057eece6b69caeb9480d3143fef5f152_originalIndividually, Little Free Libraries are small containers in public spaces where the public can borrow, exchange, or leave used books. Collectively, they’re a movement to build local reading communities through sharing books, with hundreds of volunteer supporters around the world.

But now someone thinks that a free and voluntary movement is not enough; they want to develop a paid model with automated kiosks, membership fees, and library cards.

A crowd-funding campaign crossed my desk yesterday for OpenBook, which describes itself as "a group of students who have seen the need to solve the problem of accumulating read books at home".

That sounds an awful lot like Little Free Libraries, only OpenBook thinks this problem would be better solved through a paid membership model.

This project starts in Madrid with 50 vending machines. The Book Vending Machines are usually located on metro stations and bus stops. We think there are great places where collecting a book and start reading in your way to work.
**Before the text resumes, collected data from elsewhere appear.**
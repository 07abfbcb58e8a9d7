/// A mail exchanger published for a domain. Lower `preference` is tried
/// first.
#[cfg_attr(feature = "with-serde", derive(serde::Serialize, serde::Deserialize))]
#[derive(Debug, Clone, PartialEq, Eq, PartialOrd, Ord)]
pub struct MxRecord {
    pub preference: u16,
    pub exchange: String,
}

impl MxRecord {
    pub fn new(preference: u16, exchange: impl Into<String>) -> Self {
        Self {
            preference,
            exchange: exchange.into(),
        }
    }
}

/// Where mail for a domain would go, as far as DNS can tell.
#[derive(Debug, Clone, PartialEq, Eq)]
pub(crate) enum Destination {
    /// MX records, sorted by ascending preference.
    Exchangers(Vec<MxRecord>),
    /// No usable MX records, but the domain has address records.
    AddressOnly,
    /// Neither MX nor address records.
    Missing,
    /// A lookup did not finish within the DNS timeout.
    TimedOut,
}

impl Destination {
    #[cfg(test)]
    pub(crate) fn exchangers(&self) -> &[MxRecord] {
        match self {
            Self::Exchangers(records) => records.as_slice(),
            _ => &[],
        }
    }
}
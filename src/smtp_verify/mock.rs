//! Scripted loopback SMTP server for exercising the async probe.

use tokio::io::{AsyncBufReadExt, AsyncWriteExt, BufReader};
use tokio::net::{TcpListener, TcpStream};
use tokio::task::JoinHandle;

pub(crate) struct Script {
    greeting: &'static str,
    steps: Vec<(&'static str, &'static str)>,
    hang_up: bool,
}

impl Script {
    /// Writes `greeting`, then answers each command that starts with the
    /// expected prefix. Whatever arrives afterwards is recorded until EOF.
    pub(crate) fn new(greeting: &'static str, steps: Vec<(&'static str, &'static str)>) -> Self {
        Self {
            greeting,
            steps,
            hang_up: false,
        }
    }

    /// A well-behaved server answering `RCPT TO` with `reply`.
    pub(crate) fn rcpt(reply: &'static str) -> Self {
        Self::new(
            "220 mock.smtp.test ESMTP\r\n",
            vec![
                ("HELO", "250 mock.smtp.test\r\n"),
                ("MAIL FROM:", "250 2.1.0 Ok\r\n"),
                ("RCPT TO:", reply),
            ],
        )
    }

    pub(crate) fn hang_up_after_greeting() -> Self {
        Self {
            greeting: "220 mock.smtp.test ESMTP\r\n",
            steps: Vec::new(),
            hang_up: true,
        }
    }
}

pub(crate) struct MockServer {
    pub port: u16,
    handle: JoinHandle<Vec<Vec<String>>>,
}

impl MockServer {
    /// Accepts one connection per script, in order, then stops listening.
    pub(crate) async fn spawn(scripts: Vec<Script>) -> Self {
        let listener = TcpListener::bind("127.0.0.1:0")
            .await
            .expect("bind mock server");
        let port = listener.local_addr().expect("addr").port();
        let handle = tokio::spawn(async move {
            let mut sessions = Vec::new();
            for script in scripts {
                let (stream, _) = listener.accept().await.expect("accept");
                sessions.push(run_script(stream, script).await);
            }
            sessions
        });
        Self { port, handle }
    }

    /// A loopback port nothing listens on.
    pub(crate) async fn unused_port() -> u16 {
        let listener = TcpListener::bind("127.0.0.1:0")
            .await
            .expect("bind probe port");
        listener.local_addr().expect("addr").port()
    }

    /// Waits for every scripted session; returns the lines each one received.
    pub(crate) async fn finish(self) -> Vec<Vec<String>> {
        self.handle.await.expect("mock server task")
    }
}

async fn run_script(stream: TcpStream, script: Script) -> Vec<String> {
    let (read, mut write) = stream.into_split();
    let mut reader = BufReader::new(read);
    let mut received = Vec::new();

    write
        .write_all(script.greeting.as_bytes())
        .await
        .expect("write greeting");
    if script.hang_up {
        return received;
    }

    for (expected, reply) in script.steps {
        let mut line = String::new();
        reader.read_line(&mut line).await.expect("read command");
        assert!(
            line.starts_with(expected),
            "expected command starting with '{expected}', got '{line}'"
        );
        received.push(line.trim_end().to_string());
        write.write_all(reply.as_bytes()).await.expect("write reply");
    }

    loop {
        let mut line = String::new();
        match reader.read_line(&mut line).await {
            Ok(0) | Err(_) => break,
            Ok(_) => received.push(line.trim_end().to_string()),
        }
    }
    received
}
use tracing::debug;

use super::options::SmtpProbeOptions;
use super::probe::probe_mailbox;
use super::util::synthetic_local_part;

/// Whether `host` accepts a recipient at `domain` that cannot exist.
///
/// Runs a fresh probe for a synthetic address. Only an explicit acceptance
/// counts; rejections, timeouts and connection failures all read as "not
/// catch-all".
pub async fn detect_catch_all(host: &str, domain: &str, options: &SmtpProbeOptions) -> bool {
    let recipient = format!("{}@{domain}", synthetic_local_part());
    let outcome = probe_mailbox(host, &recipient, options).await;
    debug!(host, %recipient, %outcome, "catch-all probe");
    outcome.accepted
}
A database system will be responsible for storing the titles and authors of every book left in the machine. To be able to use our Book Vending Machines, you will need to register first on our website* and request a member card.

The personal card costs just 5€ (it doesn’t have time limit) and each recharge is 25 € (per year).

Users will have hundreds of books to choose, as this project has a large database of books that increases every day so they can be used by all.

They’re trying to raise 12,000 euros to fund the development of the kiosks, and the software to run the project.

Obviously this is going to go nowhere; it will cost hundreds of thousands of dollars to develop the kiosks, each one will cost thousands of dollars (or more) to purchase and install, and maintenance and operating costs will run hundreds to thousands of dollars a year.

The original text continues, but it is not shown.